:: Data shown
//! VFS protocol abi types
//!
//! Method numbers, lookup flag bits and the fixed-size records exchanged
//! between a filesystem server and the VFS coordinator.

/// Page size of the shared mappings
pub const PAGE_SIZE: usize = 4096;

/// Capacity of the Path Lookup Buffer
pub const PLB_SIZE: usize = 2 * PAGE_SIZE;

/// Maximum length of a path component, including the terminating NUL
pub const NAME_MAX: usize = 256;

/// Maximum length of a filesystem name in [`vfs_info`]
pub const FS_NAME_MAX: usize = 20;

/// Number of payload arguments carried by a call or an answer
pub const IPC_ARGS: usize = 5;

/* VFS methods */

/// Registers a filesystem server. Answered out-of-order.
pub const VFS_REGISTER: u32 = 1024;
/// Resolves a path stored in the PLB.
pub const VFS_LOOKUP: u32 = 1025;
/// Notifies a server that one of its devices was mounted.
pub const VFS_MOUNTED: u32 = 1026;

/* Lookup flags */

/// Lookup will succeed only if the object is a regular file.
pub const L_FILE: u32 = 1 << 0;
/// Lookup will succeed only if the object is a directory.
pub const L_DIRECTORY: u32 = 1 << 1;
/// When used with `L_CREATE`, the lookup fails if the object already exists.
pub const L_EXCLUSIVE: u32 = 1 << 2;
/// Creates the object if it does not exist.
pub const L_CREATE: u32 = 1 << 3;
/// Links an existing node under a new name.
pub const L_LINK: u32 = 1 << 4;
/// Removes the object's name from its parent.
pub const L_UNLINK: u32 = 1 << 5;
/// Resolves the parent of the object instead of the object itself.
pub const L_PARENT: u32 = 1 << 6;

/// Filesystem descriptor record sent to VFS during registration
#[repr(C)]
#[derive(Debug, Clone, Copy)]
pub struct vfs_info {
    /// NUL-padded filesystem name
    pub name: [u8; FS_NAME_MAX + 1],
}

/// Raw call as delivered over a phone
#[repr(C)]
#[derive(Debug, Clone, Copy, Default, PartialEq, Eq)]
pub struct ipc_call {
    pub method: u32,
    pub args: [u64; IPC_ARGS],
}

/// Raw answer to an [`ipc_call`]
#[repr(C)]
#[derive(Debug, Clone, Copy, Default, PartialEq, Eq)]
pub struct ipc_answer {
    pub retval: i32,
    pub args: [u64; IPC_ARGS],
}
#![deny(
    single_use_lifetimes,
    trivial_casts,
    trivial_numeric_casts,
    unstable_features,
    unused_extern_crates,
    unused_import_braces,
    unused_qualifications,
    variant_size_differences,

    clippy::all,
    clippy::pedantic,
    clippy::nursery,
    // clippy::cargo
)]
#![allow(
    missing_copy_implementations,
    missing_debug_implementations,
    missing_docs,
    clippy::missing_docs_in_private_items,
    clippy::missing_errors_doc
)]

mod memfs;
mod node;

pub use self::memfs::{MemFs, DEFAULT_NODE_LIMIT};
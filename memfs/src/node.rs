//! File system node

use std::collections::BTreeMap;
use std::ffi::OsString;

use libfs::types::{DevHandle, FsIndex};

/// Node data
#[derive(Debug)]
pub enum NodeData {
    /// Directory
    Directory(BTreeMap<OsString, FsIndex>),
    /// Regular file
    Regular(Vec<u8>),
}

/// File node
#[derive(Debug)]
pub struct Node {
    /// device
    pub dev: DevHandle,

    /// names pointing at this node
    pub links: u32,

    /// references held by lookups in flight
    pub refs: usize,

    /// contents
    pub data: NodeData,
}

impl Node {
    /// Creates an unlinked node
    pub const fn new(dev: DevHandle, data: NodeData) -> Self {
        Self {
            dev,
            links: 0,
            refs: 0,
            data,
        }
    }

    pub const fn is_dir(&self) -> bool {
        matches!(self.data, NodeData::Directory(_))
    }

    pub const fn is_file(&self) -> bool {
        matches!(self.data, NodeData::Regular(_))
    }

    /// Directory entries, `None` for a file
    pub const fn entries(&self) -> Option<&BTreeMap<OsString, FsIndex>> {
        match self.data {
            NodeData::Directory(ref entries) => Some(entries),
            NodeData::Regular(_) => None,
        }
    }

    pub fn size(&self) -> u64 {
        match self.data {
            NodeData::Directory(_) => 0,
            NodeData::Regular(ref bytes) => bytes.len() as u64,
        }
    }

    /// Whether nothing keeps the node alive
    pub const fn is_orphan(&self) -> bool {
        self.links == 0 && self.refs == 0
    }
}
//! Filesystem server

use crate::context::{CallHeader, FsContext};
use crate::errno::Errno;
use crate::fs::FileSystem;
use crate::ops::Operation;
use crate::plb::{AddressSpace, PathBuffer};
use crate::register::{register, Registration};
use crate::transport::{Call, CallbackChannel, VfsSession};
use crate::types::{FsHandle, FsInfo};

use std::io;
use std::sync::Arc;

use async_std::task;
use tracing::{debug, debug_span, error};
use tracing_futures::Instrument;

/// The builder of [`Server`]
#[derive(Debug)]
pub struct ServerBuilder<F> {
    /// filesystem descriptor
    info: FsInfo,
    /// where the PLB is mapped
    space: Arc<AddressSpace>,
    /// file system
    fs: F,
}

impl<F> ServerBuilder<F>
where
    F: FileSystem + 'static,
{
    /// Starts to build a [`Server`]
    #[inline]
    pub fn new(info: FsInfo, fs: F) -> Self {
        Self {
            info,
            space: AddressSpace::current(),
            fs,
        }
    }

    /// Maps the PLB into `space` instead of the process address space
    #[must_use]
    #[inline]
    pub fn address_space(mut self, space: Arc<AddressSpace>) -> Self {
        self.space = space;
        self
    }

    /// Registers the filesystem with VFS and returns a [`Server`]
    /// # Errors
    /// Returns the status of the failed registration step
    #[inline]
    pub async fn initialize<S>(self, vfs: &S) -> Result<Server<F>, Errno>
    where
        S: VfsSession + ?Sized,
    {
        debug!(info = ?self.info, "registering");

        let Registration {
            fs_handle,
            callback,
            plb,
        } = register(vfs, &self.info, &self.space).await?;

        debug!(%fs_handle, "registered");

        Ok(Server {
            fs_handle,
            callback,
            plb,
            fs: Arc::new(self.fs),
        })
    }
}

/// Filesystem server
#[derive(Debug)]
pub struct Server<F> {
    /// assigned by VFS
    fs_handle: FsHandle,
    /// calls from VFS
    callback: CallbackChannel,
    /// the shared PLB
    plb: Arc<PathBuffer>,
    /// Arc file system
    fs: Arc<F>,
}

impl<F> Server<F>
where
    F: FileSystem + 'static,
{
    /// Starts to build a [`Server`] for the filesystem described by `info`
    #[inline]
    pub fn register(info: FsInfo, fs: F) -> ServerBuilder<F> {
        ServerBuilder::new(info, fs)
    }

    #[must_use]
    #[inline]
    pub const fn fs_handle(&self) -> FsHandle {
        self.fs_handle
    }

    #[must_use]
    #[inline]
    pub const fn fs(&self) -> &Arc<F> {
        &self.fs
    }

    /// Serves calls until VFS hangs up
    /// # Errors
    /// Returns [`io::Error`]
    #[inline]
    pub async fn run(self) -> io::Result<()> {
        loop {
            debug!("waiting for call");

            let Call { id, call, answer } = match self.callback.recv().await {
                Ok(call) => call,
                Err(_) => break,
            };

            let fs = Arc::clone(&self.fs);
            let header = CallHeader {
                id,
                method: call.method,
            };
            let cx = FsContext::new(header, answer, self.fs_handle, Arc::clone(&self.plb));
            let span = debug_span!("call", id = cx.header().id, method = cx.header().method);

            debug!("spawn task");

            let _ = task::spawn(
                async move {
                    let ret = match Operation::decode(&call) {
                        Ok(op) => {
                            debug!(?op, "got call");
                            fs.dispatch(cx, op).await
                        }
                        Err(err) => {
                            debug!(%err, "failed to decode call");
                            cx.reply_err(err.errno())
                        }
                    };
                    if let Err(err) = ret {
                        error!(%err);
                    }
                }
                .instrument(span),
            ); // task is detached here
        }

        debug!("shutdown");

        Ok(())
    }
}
::::
:: Data shown
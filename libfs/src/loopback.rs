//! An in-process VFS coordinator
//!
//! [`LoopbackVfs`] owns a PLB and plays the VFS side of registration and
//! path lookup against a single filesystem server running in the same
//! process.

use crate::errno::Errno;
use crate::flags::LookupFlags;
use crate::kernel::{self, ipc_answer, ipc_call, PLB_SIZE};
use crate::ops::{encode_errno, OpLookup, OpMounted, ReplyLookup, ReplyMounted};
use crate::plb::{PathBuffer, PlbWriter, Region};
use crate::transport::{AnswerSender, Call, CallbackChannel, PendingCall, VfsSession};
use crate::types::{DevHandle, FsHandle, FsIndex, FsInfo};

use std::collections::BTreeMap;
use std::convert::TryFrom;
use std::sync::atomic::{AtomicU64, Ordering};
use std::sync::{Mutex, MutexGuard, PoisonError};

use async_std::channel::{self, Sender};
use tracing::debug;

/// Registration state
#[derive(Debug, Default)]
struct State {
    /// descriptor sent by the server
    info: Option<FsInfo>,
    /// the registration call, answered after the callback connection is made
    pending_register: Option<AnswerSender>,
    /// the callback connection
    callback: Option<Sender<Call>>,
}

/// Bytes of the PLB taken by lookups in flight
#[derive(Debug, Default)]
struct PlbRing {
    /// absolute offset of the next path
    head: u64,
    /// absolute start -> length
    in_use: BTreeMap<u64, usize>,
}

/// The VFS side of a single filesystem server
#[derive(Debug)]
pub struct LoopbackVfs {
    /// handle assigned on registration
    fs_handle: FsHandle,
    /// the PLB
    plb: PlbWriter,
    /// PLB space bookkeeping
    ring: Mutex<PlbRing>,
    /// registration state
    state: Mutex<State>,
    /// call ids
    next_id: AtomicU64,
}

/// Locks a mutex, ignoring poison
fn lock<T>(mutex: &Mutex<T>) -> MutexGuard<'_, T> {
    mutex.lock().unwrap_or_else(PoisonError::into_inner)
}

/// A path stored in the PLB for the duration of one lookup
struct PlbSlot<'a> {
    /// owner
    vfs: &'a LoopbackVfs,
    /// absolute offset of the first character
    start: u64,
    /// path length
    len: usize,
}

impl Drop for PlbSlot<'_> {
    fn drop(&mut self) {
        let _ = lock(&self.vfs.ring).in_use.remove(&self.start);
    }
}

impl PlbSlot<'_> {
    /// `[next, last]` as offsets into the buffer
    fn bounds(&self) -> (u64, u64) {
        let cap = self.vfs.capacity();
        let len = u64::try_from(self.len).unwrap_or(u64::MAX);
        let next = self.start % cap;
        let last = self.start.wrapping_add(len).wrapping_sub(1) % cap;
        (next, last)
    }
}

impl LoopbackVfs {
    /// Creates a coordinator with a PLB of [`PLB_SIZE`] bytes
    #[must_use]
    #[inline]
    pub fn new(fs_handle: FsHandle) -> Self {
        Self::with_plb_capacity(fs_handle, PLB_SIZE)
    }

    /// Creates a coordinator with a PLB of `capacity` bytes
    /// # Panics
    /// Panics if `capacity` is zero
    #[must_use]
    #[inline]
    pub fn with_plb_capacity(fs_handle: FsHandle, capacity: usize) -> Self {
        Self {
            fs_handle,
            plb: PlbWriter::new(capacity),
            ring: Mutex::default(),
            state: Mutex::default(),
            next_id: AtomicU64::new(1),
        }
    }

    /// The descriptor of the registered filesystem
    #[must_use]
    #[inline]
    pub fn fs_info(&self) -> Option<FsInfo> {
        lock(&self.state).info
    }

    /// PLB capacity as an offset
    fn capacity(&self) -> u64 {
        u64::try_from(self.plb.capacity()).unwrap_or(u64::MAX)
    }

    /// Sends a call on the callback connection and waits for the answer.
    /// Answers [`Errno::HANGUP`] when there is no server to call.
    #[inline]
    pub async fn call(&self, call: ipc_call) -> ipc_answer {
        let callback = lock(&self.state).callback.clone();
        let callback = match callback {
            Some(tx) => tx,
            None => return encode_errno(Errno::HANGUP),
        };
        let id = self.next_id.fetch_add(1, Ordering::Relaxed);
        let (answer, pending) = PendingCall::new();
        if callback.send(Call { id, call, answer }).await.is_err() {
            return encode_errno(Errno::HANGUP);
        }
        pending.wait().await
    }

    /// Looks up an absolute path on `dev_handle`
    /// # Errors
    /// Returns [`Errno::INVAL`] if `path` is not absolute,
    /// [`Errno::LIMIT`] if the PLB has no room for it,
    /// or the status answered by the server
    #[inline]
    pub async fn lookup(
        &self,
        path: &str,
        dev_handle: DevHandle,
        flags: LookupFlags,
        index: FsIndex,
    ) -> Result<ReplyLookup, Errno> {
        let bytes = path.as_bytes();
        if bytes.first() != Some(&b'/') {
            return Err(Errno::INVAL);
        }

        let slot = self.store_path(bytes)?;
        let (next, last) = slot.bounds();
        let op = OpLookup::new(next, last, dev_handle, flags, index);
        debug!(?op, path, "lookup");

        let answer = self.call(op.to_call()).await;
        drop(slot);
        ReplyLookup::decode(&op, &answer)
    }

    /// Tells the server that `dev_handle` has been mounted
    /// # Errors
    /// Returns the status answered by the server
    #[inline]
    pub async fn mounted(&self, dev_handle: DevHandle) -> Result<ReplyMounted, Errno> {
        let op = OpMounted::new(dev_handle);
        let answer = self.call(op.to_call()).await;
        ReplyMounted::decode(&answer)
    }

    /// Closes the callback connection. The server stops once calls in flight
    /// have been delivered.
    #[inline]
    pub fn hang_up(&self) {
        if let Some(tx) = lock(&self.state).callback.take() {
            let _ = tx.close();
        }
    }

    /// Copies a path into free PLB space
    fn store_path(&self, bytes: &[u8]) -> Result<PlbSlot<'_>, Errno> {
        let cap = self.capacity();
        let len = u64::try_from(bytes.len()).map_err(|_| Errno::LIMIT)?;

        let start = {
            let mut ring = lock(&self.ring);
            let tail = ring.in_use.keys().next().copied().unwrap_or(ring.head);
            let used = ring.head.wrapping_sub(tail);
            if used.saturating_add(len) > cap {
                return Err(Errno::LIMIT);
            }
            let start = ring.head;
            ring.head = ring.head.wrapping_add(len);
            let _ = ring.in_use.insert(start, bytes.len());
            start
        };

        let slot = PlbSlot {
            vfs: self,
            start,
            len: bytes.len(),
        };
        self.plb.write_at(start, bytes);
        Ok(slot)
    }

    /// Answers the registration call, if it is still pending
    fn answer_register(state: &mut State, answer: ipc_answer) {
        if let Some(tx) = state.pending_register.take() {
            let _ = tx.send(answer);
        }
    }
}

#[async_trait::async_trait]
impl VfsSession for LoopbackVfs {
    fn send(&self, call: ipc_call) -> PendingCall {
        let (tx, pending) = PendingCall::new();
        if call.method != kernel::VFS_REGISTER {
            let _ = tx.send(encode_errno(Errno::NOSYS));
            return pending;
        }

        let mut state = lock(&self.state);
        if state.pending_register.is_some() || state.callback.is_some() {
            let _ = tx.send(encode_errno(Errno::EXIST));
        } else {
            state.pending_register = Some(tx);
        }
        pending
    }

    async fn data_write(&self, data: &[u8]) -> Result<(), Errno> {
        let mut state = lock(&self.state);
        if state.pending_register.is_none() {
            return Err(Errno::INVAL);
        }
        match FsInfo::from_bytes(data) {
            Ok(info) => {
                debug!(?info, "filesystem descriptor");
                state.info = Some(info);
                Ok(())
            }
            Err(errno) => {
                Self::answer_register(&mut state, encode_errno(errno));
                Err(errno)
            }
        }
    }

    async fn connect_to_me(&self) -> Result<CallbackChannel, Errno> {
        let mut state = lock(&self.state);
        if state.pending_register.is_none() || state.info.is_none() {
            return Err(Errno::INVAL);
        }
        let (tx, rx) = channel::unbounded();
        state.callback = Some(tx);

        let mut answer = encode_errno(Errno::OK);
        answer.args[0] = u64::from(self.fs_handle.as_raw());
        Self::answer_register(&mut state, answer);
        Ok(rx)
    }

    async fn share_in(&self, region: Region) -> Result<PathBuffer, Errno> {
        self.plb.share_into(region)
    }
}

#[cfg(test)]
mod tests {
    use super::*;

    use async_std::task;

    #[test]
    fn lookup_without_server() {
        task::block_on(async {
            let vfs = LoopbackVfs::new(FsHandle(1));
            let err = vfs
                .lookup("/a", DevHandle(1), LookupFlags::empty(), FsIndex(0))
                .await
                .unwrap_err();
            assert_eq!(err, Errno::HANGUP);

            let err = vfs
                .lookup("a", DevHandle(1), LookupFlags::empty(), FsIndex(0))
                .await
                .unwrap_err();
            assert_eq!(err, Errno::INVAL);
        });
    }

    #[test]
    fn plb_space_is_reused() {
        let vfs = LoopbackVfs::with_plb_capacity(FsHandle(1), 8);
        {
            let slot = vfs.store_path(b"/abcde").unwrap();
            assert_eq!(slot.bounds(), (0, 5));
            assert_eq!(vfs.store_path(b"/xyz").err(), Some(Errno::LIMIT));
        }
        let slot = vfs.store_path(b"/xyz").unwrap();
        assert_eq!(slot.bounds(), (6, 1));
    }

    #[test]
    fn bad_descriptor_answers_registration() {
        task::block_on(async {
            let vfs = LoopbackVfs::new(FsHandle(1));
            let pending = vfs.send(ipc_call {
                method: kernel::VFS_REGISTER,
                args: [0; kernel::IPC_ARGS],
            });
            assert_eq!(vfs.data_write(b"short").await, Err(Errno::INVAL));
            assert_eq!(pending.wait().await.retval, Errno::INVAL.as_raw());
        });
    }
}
::::
#### Directions for this task:
Whenever a line above includes "stored", copy it in full.

#### Response to this exercise:
/// Resolves a path stored in the PLB.
/// A path stored in the PLB for the duration of one lookup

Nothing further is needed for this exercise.